Property Repair Clarifications

Every property sold,
the government pays the appraisal cost to the owners, minus 25%.
10 % of the 25 % goes toward the *property repair fund.
*The property repair fund running balance is the assumingly
fun total for stastiticians of all the world's properties.

Each property has the spending amount of 10 % of property value
per 20 years time frame.
The limit part is:
No matter how many times during the 20 years that the property is bought,
rented or sold, only 10% of the 20 yr. appraised value is available for spending.

In example:

Repair Limits:
property value, 100000  = 10000 toward any repairs. ~ per 20 years.


Elaboration:
Repair spending and repairs are conducted only when the property is sold,
before renting, or being purchased.
*repairs are:
a minor upkeep of gardening, (non-toxic gardening supplies),
occasional house cleaning... (non-toxic cleaning supplies),
on to major repairs for roofing, masonry, plumbing, electrics etc.
The repairs happen when it is without occupants, before it is sold or rented.

Each properties repair balance ecrues higher each year,
and if it's yearly amounts are not all spent,
its culmative balance is thusly available for major repairs... if required.

**remember, the workers are prepaid 20000,
so the repair spending balance is for supplies only.

with property world government,
10% of any rent money collected yearly goes toward its house repairs,
(the properties 20 yr. repair valuation, is 10% of the property value,
5% from the rental income, 5 % from the owners.)
1/4 value of previous property values worldwide.
and rents are limited to 1/2 of that property value, per 20 yrs.
A 200000 house value becomes 50000,
rentable at 25000 per 20 yr. time frame,
and repairs of 5000 per 20 yrs. 10% property value.
only building supplies are the house purchases.
Purchased in bulk by gov. at building centers,
with sustainable and ecology-minded choices only.
Additional owners savings can be added into the project,
yet that is out of their savings, not from the rental income.
Each rental property originally rented out in as good as new shape.
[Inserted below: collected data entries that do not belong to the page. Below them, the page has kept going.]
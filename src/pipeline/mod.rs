//! Streaming pipeline.
//!
//! Samples and markers flow from a source through the stream buffer into the
//! ERD calculator, and results flow out to the broadcaster and the session
//! store. The pipeline runs on a dedicated thread and reports to its caller
//! via crossbeam channels.
//!
//! # Architecture
//!
//! ```text
//! [SignalSource] ──► [StreamBuffer] ──► [ErdCalculator] ──► [BroadcastServer]
//!        │                                     └──────────► [SessionBridge]
//!        └──────────► [SessionWriter]
//! ```
//!
//! # Design
//!
//! - **Single owner**: the computation loop alone owns the buffer.
//! - **Never block on I/O**: broadcast, persistence and status all sit behind
//!   bounded channels.
//! - **Dedicated thread**: a session runs independently and is stopped with a
//!   cooperative flag.

pub mod bridge;
pub mod buffer;
pub mod executor;

pub use bridge::{SessionBridge, SessionMessage};
pub use buffer::{ExtractionRequest, StreamBuffer};
pub use executor::{Session, SessionHandle, SessionSummary};
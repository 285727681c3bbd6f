//! Thread boundary between a running session and whoever started it.
//!
//! The session thread publishes [`SessionMessage`]s with `try_send`, so a
//! caller that never drains the channel cannot stall acquisition; messages
//! that do not fit are counted in the session stats instead.

use crate::types::{ErdResult, PipelineState, SessionStats};
use crossbeam_channel::{bounded, Receiver, Sender};
use std::time::Duration;

/// Messages sent from the session thread.
#[derive(Debug, Clone)]
pub enum SessionMessage {
    /// The session moved to a new lifecycle state.
    StateChanged(PipelineState),

    /// The source reported its layout.
    Connected {
        sample_rate: f64,
        channel_names: Vec<String>,
    },

    /// A marker produced a result (possibly wholly undefined).
    Result(ErdResult),

    /// A marker was abandoned because its baseline left the buffer.
    Overrun { description: String, onset: u64 },

    /// Periodic counters.
    Stats(SessionStats),

    /// The session is ending because of this error.
    Error(String),
}

/// Channel capacity for messages (session → caller).
/// 10,000 messages is far more than a session produces between drains.
const MSG_CHANNEL_CAPACITY: usize = 10_000;

/// Caller-side end of the status channel.
pub struct SessionBridge {
    pub msg_rx: Receiver<SessionMessage>,
}

impl SessionBridge {
    /// Create a new bridge pair: `(bridge_for_caller, msg_tx)`.
    ///
    /// The session thread owns `msg_tx`.
    pub fn new() -> (Self, Sender<SessionMessage>) {
        let (msg_tx, msg_rx) = bounded(MSG_CHANNEL_CAPACITY);
        (Self { msg_rx }, msg_tx)
    }

    /// Drain all pending messages.
    pub fn drain(&self) -> Vec<SessionMessage> {
        let mut msgs = Vec::new();
        while let Ok(msg) = self.msg_rx.try_recv() {
            msgs.push(msg);
        }
        msgs
    }

    /// Try to receive a single message without blocking.
    pub fn try_recv(&self) -> Option<SessionMessage> {
        self.msg_rx.try_recv().ok()
    }

    /// Wait up to `timeout` for the next message.
    pub fn recv_timeout(&self, timeout: Duration) -> Option<SessionMessage> {
        self.msg_rx.recv_timeout(timeout).ok()
    }
}
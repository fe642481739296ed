//! `cryptowatch-rs`
//!
//! Async client for the Cryptowatch public REST API. One client per resource family
//! ([`Assets`], [`Exchanges`], [`Markets`], [`Pairs`]); each call is a single GET whose
//! `result` payload is reshaped into typed records.
//!
//! ## Quickstart
//!
//! ```no_run
//! use cryptowatch_rs::{CryptowatchConfig, Markets, Period};
//!
//! # #[tokio::main]
//! # async fn main() -> Result<(), cryptowatch_rs::CryptowatchError> {
//! let markets = Markets::new(CryptowatchConfig::from_env()?)?;
//!
//! let summary = markets.summary_24h("kraken", "btceur").await?;
//! println!("{} last={} vol={}", summary.pair, summary.price.last, summary.volume);
//!
//! let candles = markets
//!     .ohlc("kraken", "btceur", None, None, Some(&[Period::OneHour, Period::OneDay][..]))
//!     .await?;
//! for c in candles.iter().take(3) {
//!     println!("[{}] {} close={}", c.label(), c.close_time, c.close);
//! }
//! # Ok(())
//! # }
//! ```

pub mod common;
pub mod resources;

// Re-export common types
pub use common::{
    Allowance, Asset, CRYPTOWATCH_API_BASE, CryptowatchConfig, CryptowatchError, Market,
    ResourceTrait, Result,
};

pub use resources::{
    AssetDetails, AssetMarkets, Assets, Candle, ExchangeDetails, ExchangeInfo, ExchangeRoutes,
    Exchanges, InstrumentKey, InstrumentKind, LIQUIDITY_BASIS_POINTS, LiquiditySide,
    MarketDetails, MarketRoutes, Markets, OrderBook, OrderBookLiquidity, Pair, Pairs, Period,
    PriceChange, PriceLevel, Summary, SummaryPrice, SummaryRow, Trade,
};
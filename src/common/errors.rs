#[derive(thiserror::Error, Debug)]
pub enum CryptowatchError {
    #[error("Transport error: {0}")]
    TransportError(#[from] reqwest::Error),

    #[error("API error: {status} - {message}")]
    ApiError { status: u16, message: String },

    #[error("Malformed response: {0}")]
    MalformedResponseError(String),

    #[error("Configuration error: {0}")]
    ConfigError(String),

    #[error("Invalid URL: {0}")]
    InvalidUrl(#[from] url::ParseError),
}

impl CryptowatchError {
    /// True when the API rejected the request because the resource does not exist
    /// (unknown asset, exchange, market or pair symbol).
    pub fn is_not_found(&self) -> bool {
        matches!(self, CryptowatchError::ApiError { status: 404, .. })
    }

    pub(crate) fn malformed(message: impl Into<String>) -> Self {
        CryptowatchError::MalformedResponseError(message.into())
    }
}

impl From<serde_json::Error> for CryptowatchError {
    fn from(err: serde_json::Error) -> Self {
        CryptowatchError::MalformedResponseError(err.to_string())
    }
}

pub type Result<T> = std::result::Result<T, CryptowatchError>;
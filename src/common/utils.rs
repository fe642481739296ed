// src/common/utils.rs
use crate::common::CryptowatchError;
use chrono::{DateTime, Utc};
use serde::{Deserialize, Deserializer};

// Convert Unix seconds to a UTC date-time, rejecting values chrono cannot represent
pub fn datetime_from_unix(secs: i64, field_name: &str) -> Result<DateTime<Utc>, CryptowatchError> {
    DateTime::from_timestamp(secs, 0).ok_or_else(|| {
        CryptowatchError::malformed(format!("Invalid {} timestamp: {}", field_name, secs))
    })
}

// Parse a string to a f64, return a CryptowatchError if the parsing fails
pub fn parse_f64(value: &str, field_name: &str) -> Result<f64, CryptowatchError> {
    value
        .trim()
        .parse::<f64>()
        .map_err(|_| CryptowatchError::malformed(format!("Invalid {} format: {}", field_name, value)))
}

// Accept a JSON number or a numeric string (some endpoints quote their decimals)
pub fn number_or_string<'de, D>(deserializer: D) -> Result<f64, D::Error>
where
    D: Deserializer<'de>,
{
    #[derive(Deserialize)]
    #[serde(untagged)]
    enum Raw {
        Number(f64),
        Text(String),
    }

    match Raw::deserialize(deserializer)? {
        Raw::Number(n) => Ok(n),
        Raw::Text(s) => parse_f64(&s, "number").map_err(serde::de::Error::custom),
    }
}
The owners are without complaints because the houses and apts.
themselves are purchased from the yearly 20000 pre-paid gift card.,
(up to 10000 per yr.) freely given by the government.,
and first time sales into the system, are to the government for resale later,
...the owners receive the houses' prior valuation (4x's higher),
 minus what they did not pay for the house, via loans remaining.
Manual labor workers receive a savings percentage from their yearly works from the government rental or resell repair lists.
and ...bank loans remaining with the banks, are absolved from the owners, and the loan amounts go into the debt buy trade.